▸ **What needs to be done**: Some lines in the entries contain the word "resolved". Copy all of them.

(Saved entries)
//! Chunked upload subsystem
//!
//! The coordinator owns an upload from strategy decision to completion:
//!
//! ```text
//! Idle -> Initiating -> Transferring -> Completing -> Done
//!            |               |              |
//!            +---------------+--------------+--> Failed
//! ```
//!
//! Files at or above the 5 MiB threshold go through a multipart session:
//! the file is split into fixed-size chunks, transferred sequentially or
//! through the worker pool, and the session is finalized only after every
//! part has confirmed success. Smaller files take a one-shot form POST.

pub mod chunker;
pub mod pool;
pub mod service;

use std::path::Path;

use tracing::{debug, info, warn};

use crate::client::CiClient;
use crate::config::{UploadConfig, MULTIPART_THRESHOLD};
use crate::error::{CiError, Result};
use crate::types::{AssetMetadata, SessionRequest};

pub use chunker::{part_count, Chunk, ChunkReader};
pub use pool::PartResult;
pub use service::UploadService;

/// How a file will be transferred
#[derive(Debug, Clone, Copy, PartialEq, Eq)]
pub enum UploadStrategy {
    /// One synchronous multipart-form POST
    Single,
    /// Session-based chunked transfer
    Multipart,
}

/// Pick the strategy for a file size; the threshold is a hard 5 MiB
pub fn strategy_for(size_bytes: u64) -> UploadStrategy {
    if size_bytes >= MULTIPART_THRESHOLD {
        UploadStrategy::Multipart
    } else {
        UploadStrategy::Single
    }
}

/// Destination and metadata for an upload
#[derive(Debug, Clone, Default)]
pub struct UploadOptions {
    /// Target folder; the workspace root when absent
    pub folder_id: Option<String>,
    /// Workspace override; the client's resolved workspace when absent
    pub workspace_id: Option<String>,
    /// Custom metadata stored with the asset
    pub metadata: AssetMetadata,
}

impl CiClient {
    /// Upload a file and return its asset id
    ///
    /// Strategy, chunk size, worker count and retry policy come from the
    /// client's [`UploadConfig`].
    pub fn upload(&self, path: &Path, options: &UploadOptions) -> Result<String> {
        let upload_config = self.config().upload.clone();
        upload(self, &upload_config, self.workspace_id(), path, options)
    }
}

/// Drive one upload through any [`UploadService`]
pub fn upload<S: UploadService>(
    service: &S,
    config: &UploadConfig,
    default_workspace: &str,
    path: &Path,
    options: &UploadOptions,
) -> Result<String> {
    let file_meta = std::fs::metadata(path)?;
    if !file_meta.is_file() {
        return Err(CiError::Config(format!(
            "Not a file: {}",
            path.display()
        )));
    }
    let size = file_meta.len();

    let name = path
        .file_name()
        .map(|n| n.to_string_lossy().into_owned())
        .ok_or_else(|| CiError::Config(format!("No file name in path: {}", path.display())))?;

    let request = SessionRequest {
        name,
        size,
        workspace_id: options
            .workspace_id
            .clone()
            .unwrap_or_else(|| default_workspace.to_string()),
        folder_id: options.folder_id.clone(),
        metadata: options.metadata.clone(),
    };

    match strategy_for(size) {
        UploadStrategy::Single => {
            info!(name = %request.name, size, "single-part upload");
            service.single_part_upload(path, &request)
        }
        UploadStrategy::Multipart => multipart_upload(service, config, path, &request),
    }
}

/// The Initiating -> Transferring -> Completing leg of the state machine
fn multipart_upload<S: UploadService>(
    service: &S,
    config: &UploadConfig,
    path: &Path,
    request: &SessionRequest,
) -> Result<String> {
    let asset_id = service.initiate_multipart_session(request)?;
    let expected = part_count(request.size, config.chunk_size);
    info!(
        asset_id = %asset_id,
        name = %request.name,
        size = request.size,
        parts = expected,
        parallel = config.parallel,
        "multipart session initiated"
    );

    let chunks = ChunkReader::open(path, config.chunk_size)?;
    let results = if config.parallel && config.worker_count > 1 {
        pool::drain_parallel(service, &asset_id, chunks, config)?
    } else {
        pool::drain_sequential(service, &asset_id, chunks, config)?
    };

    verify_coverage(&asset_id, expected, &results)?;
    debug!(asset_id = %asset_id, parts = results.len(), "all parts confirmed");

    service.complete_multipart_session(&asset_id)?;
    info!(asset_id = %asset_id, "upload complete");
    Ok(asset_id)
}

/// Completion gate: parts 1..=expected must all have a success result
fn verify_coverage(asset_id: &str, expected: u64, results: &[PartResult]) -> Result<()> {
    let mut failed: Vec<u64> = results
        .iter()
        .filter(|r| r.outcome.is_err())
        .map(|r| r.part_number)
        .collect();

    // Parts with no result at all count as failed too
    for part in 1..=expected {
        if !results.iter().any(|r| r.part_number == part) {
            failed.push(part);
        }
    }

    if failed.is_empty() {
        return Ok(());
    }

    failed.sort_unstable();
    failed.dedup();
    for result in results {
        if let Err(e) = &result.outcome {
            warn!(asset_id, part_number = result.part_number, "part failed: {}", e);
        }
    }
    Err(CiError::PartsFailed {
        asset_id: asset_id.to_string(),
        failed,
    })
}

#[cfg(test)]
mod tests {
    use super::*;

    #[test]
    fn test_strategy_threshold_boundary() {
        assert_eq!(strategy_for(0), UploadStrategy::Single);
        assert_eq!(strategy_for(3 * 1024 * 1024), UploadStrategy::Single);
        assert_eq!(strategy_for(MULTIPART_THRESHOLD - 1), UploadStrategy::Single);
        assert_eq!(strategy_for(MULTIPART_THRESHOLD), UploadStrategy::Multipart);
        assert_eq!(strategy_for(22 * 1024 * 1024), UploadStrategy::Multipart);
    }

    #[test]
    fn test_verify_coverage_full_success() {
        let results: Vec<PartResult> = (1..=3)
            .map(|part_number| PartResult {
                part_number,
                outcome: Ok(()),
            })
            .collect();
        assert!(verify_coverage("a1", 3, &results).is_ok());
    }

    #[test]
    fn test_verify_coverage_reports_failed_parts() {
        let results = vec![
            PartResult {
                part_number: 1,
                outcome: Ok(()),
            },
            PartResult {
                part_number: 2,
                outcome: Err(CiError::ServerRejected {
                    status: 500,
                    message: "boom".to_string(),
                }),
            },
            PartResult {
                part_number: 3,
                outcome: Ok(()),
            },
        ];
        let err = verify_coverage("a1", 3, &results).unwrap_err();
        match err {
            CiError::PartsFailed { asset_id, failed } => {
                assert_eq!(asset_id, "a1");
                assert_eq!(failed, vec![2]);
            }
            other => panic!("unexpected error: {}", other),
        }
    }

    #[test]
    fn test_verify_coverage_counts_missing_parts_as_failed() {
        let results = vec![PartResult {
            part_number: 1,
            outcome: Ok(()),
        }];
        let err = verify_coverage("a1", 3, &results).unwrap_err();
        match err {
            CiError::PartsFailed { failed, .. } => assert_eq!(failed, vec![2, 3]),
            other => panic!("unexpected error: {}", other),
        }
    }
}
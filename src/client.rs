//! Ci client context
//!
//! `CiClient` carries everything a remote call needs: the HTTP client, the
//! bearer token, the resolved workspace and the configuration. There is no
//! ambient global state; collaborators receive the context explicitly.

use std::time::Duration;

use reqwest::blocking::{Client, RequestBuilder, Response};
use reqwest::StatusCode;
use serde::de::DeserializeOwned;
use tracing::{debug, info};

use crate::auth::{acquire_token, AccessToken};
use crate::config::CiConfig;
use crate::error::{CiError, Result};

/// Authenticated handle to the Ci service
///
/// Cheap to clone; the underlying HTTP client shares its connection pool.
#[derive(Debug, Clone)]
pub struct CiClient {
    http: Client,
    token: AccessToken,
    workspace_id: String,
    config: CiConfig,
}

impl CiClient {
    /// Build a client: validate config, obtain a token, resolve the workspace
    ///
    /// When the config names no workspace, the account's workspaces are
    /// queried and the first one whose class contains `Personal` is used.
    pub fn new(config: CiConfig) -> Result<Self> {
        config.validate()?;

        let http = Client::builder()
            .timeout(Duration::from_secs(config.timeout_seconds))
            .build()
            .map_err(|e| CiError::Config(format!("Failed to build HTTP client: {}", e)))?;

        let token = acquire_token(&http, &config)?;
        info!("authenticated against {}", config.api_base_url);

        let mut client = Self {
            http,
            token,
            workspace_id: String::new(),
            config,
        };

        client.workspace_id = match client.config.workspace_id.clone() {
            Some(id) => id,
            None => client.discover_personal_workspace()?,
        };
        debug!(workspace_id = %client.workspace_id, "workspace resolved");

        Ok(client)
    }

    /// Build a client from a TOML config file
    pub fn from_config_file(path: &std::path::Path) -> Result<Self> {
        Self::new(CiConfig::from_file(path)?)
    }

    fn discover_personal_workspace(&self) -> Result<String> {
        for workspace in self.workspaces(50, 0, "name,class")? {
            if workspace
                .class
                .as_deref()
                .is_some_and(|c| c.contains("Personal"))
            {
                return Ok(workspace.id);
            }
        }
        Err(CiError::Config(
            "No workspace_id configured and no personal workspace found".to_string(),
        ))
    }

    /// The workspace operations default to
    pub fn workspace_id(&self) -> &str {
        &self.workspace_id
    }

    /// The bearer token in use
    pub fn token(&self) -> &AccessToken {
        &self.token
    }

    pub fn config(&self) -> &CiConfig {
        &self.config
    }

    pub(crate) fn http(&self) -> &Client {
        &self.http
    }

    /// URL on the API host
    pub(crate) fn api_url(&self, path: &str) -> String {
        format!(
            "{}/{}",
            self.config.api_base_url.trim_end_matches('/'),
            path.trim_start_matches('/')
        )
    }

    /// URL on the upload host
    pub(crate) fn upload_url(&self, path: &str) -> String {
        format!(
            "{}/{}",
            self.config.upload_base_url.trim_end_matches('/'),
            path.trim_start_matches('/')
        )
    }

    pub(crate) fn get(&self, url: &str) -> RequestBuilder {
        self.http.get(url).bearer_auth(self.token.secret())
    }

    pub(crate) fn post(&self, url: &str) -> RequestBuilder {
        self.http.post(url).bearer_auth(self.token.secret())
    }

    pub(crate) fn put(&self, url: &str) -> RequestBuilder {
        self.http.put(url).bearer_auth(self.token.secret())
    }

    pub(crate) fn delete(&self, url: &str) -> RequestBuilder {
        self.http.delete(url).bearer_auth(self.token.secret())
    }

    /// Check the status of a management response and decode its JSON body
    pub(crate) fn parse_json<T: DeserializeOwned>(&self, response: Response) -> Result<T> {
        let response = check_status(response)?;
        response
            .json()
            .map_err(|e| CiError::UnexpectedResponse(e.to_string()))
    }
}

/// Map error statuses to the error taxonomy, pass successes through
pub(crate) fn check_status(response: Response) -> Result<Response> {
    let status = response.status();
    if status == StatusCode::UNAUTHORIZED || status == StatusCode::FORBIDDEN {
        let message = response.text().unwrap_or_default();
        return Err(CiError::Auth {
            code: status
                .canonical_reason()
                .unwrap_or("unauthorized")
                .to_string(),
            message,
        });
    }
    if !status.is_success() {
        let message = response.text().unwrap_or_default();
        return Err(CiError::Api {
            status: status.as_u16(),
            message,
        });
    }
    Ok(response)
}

▸ **Written response**:
    /// Workspace override; the client's resolved workspace when absent
//! bearer token, the resolved workspace and the configuration. There is no
        debug!(workspace_id = %client.workspace_id, "workspace resolved");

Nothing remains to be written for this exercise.